Russ Settle had his rules. Here are my rules for visiting the Red Key Tavern
- Get there early if you want a tenderloin. They run out.
- Order the potato salad. Again, they run out.
- If the tenderloins are gone (you have been warned), then get a hamburger. They are cooked on the same seasoned grill.
- They have no beer on tap. They do, however, carry locally brewed products. I suggest the Sun King Cream Ale or the Sun King Wee Mac.
- Play the jukebox. Try something you have never heard before.
- Behave yourself. Follow the rules.
- BRING CASH! The Red Key does not take plastic. Old school, baby. This is the kind of place you might expect to see Blue from the movie Old School. 
- Enjoy this place. Bars like this are vanishing pieces of Americana.
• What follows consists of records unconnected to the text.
//! Proxied operations and their payloads.
//!
//! [`Operation`] is the closed set of requests the probe relays to a target.
//! [`Reply`] is what the protocol client hands back, untouched. The payload
//! structs wrap a reply for the caller without dropping or rewriting any of
//! the target's data.

use rmcp::model::{
    CallToolResult, GetPromptResult, Prompt, PromptMessage, ReadResourceResult, Resource,
    ResourceContents, Tool,
};
use serde::{Deserialize, Serialize};
use serde_json::{Map, Value};

use super::session::{PreviousSessionSummary, SessionInfo, SessionStatus};
use crate::error::{ClientError, ErrorKind};

/// Operation category; each has its own counter and not-found kind.
#[derive(Debug, Clone, Copy, PartialEq, Eq, Hash, Serialize, Deserialize)]
#[serde(rename_all = "snake_case")]
pub enum OperationCategory {
    ToolList,
    ToolCall,
    ResourceList,
    ResourceRead,
    PromptList,
    PromptGet,
}

impl OperationCategory {
    /// Public operation name, as exposed to callers.
    pub fn label(&self) -> &'static str {
        match self {
            OperationCategory::ToolList => "list_tools",
            OperationCategory::ToolCall => "call_tool",
            OperationCategory::ResourceList => "list_resources",
            OperationCategory::ResourceRead => "read_resource",
            OperationCategory::PromptList => "list_prompts",
            OperationCategory::PromptGet => "get_prompt",
        }
    }

    pub fn noun(&self) -> &'static str {
        match self {
            OperationCategory::ToolList | OperationCategory::ToolCall => "tool",
            OperationCategory::ResourceList | OperationCategory::ResourceRead => "resource",
            OperationCategory::PromptList | OperationCategory::PromptGet => "prompt",
        }
    }

    /// Not-found kind for operations that address a single item.
    pub fn not_found_kind(&self) -> Option<ErrorKind> {
        match self {
            OperationCategory::ToolCall => Some(ErrorKind::ToolNotFound),
            OperationCategory::ResourceRead => Some(ErrorKind::ResourceNotFound),
            OperationCategory::PromptGet => Some(ErrorKind::PromptNotFound),
            _ => None,
        }
    }

    pub fn takes_arguments(&self) -> bool {
        matches!(
            self,
            OperationCategory::ToolCall | OperationCategory::PromptGet
        )
    }
}

/// A request relayed to the target.
#[derive(Debug, Clone, PartialEq)]
pub enum Operation {
    ListTools,
    CallTool {
        name: String,
        arguments: Map<String, Value>,
    },
    ListResources,
    ReadResource {
        uri: String,
    },
    ListPrompts,
    GetPrompt {
        name: String,
        arguments: Map<String, Value>,
    },
}

impl Operation {
    pub fn category(&self) -> OperationCategory {
        match self {
            Operation::ListTools => OperationCategory::ToolList,
            Operation::CallTool { .. } => OperationCategory::ToolCall,
            Operation::ListResources => OperationCategory::ResourceList,
            Operation::ReadResource { .. } => OperationCategory::ResourceRead,
            Operation::ListPrompts => OperationCategory::PromptList,
            Operation::GetPrompt { .. } => OperationCategory::PromptGet,
        }
    }

    /// Fields identifying the request, copied into error details.
    pub fn context_details(&self) -> Map<String, Value> {
        let mut details = Map::new();
        match self {
            Operation::CallTool { name, arguments } => {
                details.insert("toolName".into(), Value::String(name.clone()));
                details.insert("arguments".into(), Value::Object(arguments.clone()));
            }
            Operation::ReadResource { uri } => {
                details.insert("uri".into(), Value::String(uri.clone()));
            }
            Operation::GetPrompt { name, arguments } => {
                details.insert("promptName".into(), Value::String(name.clone()));
                details.insert("arguments".into(), Value::Object(arguments.clone()));
            }
            Operation::ListTools | Operation::ListResources | Operation::ListPrompts => {}
        }
        details
    }
}

/// Raw reply from the protocol client.
#[derive(Debug, Clone)]
pub enum Reply {
    Tools(Vec<Tool>),
    ToolCall(CallToolResult),
    Resources(Vec<Resource>),
    ResourceContents(ReadResourceResult),
    Prompts(Vec<Prompt>),
    Prompt(GetPromptResult),
}

impl Reply {
    fn variant(&self) -> &'static str {
        match self {
            Reply::Tools(_) => "tool list",
            Reply::ToolCall(_) => "tool call result",
            Reply::Resources(_) => "resource list",
            Reply::ResourceContents(_) => "resource contents",
            Reply::Prompts(_) => "prompt list",
            Reply::Prompt(_) => "prompt",
        }
    }

    fn mismatch(&self, expected: &str) -> ClientError {
        ClientError::Unexpected(format!("expected {}, got {}", expected, self.variant()))
    }
}

#[derive(Debug, Clone, Serialize, Deserialize)]
#[serde(rename_all = "camelCase")]
pub struct ToolList {
    pub tools: Vec<Tool>,
    pub count: usize,
}

#[derive(Debug, Clone, Serialize, Deserialize)]
#[serde(rename_all = "camelCase")]
pub struct ToolCallOutcome {
    pub tool_name: String,
    pub arguments: Map<String, Value>,
    /// Primary value: first text item, else structured content, else all content.
    pub result: Value,
    /// The target's complete reply.
    pub call_result: CallToolResult,
}

#[derive(Debug, Clone, Serialize, Deserialize)]
#[serde(rename_all = "camelCase")]
pub struct ResourceList {
    pub resources: Vec<Resource>,
    pub count: usize,
}

#[derive(Debug, Clone, Serialize, Deserialize)]
#[serde(rename_all = "camelCase")]
pub struct ResourceContent {
    pub uri: String,
    pub contents: Vec<ResourceContents>,
    pub count: usize,
}

#[derive(Debug, Clone, Serialize, Deserialize)]
#[serde(rename_all = "camelCase")]
pub struct PromptList {
    pub prompts: Vec<Prompt>,
    pub count: usize,
}

#[derive(Debug, Clone, Serialize, Deserialize)]
#[serde(rename_all = "camelCase")]
pub struct PromptRendering {
    pub name: String,
    pub arguments: Map<String, Value>,
    pub description: Option<String>,
    pub messages: Vec<PromptMessage>,
    pub count: usize,
}

impl ToolList {
    pub fn from_reply(reply: Reply) -> Result<Self, ClientError> {
        match reply {
            Reply::Tools(tools) => Ok(Self {
                count: tools.len(),
                tools,
            }),
            other => Err(other.mismatch("tool list")),
        }
    }

    pub fn names(&self) -> Vec<String> {
        self.tools.iter().map(|t| t.name.to_string()).collect()
    }
}

impl ToolCallOutcome {
    /// Build the outcome, turning an `isError` result into a failure.
    pub fn from_reply(
        reply: Reply,
        tool_name: &str,
        arguments: &Map<String, Value>,
    ) -> Result<Self, ClientError> {
        let call_result = match reply {
            Reply::ToolCall(result) => result,
            other => return Err(other.mismatch("tool call result")),
        };
        let raw = serde_json::to_value(&call_result)
            .map_err(|e| ClientError::Unexpected(format!("serialize tool result: {}", e)))?;

        if call_result.is_error == Some(true) {
            let message = first_text(&raw).unwrap_or_else(|| "tool reported an error".to_string());
            return Err(ClientError::ToolFailed {
                message,
                result: raw,
            });
        }

        Ok(Self {
            tool_name: tool_name.to_string(),
            arguments: arguments.clone(),
            result: primary_value(&raw),
            call_result,
        })
    }
}

impl ResourceList {
    pub fn from_reply(reply: Reply) -> Result<Self, ClientError> {
        match reply {
            Reply::Resources(resources) => Ok(Self {
                count: resources.len(),
                resources,
            }),
            other => Err(other.mismatch("resource list")),
        }
    }
}

impl ResourceContent {
    pub fn from_reply(reply: Reply, uri: &str) -> Result<Self, ClientError> {
        match reply {
            Reply::ResourceContents(result) => Ok(Self {
                uri: uri.to_string(),
                count: result.contents.len(),
                contents: result.contents,
            }),
            other => Err(other.mismatch("resource contents")),
        }
    }
}

impl PromptList {
    pub fn from_reply(reply: Reply) -> Result<Self, ClientError> {
        match reply {
            Reply::Prompts(prompts) => Ok(Self {
                count: prompts.len(),
                prompts,
            }),
            other => Err(other.mismatch("prompt list")),
        }
    }
}

impl PromptRendering {
    pub fn from_reply(
        reply: Reply,
        name: &str,
        arguments: &Map<String, Value>,
    ) -> Result<Self, ClientError> {
        match reply {
            Reply::Prompt(result) => Ok(Self {
                name: name.to_string(),
                arguments: arguments.clone(),
                description: result.description,
                count: result.messages.len(),
                messages: result.messages,
            }),
            other => Err(other.mismatch("prompt")),
        }
    }
}

fn first_text(raw: &Value) -> Option<String> {
    raw.get("content")?
        .as_array()?
        .iter()
        .find(|item| item.get("type").and_then(Value::as_str) == Some("text"))
        .and_then(|item| item.get("text"))
        .and_then(Value::as_str)
        .map(str::to_string)
}

fn primary_value(raw: &Value) -> Value {
    if let Some(text) = first_text(raw) {
        return Value::String(text);
    }
    if let Some(structured) = raw.get("structuredContent").filter(|v| !v.is_null()) {
        return structured.clone();
    }
    raw.get("content").cloned().unwrap_or(Value::Null)
}

/// Every payload the probe can return.
#[derive(Debug, Clone, Serialize, Deserialize)]
#[serde(tag = "type", rename_all = "snake_case")]
pub enum Payload {
    Session(SessionInfo),
    Disconnected(PreviousSessionSummary),
    Status(SessionStatus),
    ToolList(ToolList),
    ToolCall(ToolCallOutcome),
    ResourceList(ResourceList),
    ResourceContent(ResourceContent),
    PromptList(PromptList),
    PromptRendering(PromptRendering),
}

macro_rules! impl_into_payload {
    ($($ty:ty => $variant:ident),* $(,)?) => {
        $(
            impl From<$ty> for Payload {
                fn from(value: $ty) -> Self {
                    Payload::$variant(value)
                }
            }
        )*
    };
}

impl_into_payload!(
    SessionInfo => Session,
    PreviousSessionSummary => Disconnected,
    SessionStatus => Status,
    ToolList => ToolList,
    ToolCallOutcome => ToolCall,
    ResourceList => ResourceList,
    ResourceContent => ResourceContent,
    PromptList => PromptList,
    PromptRendering => PromptRendering,
);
I have to give the Red Key Tavern a checkered flag, not only for the tenderloin, but for the whole experience.
Checkered Flag: It’s a winner. Picture should be on the Pork-Warner Trophy.
Green Flag: It’s a go. Solid competitor with a chance to be a winner.
Yellow Flag: Warning. Something is not copacetic.
Black Flag: Get this pig off the track.
1. Here’s a good primer on “kitsch.” http://en.wikipedia.org/wiki/Kitsch
2. For the vocabulary impaired, “eclectic” is defined by the New Oxford American Dictionary as “deriving ideas, style, or taste from a broad and diverse range of sources: her musical tastes are eclectic.” And yes, I am a supercilious prick for using the term “eclectic” and for assuming that the reader does not know the definition.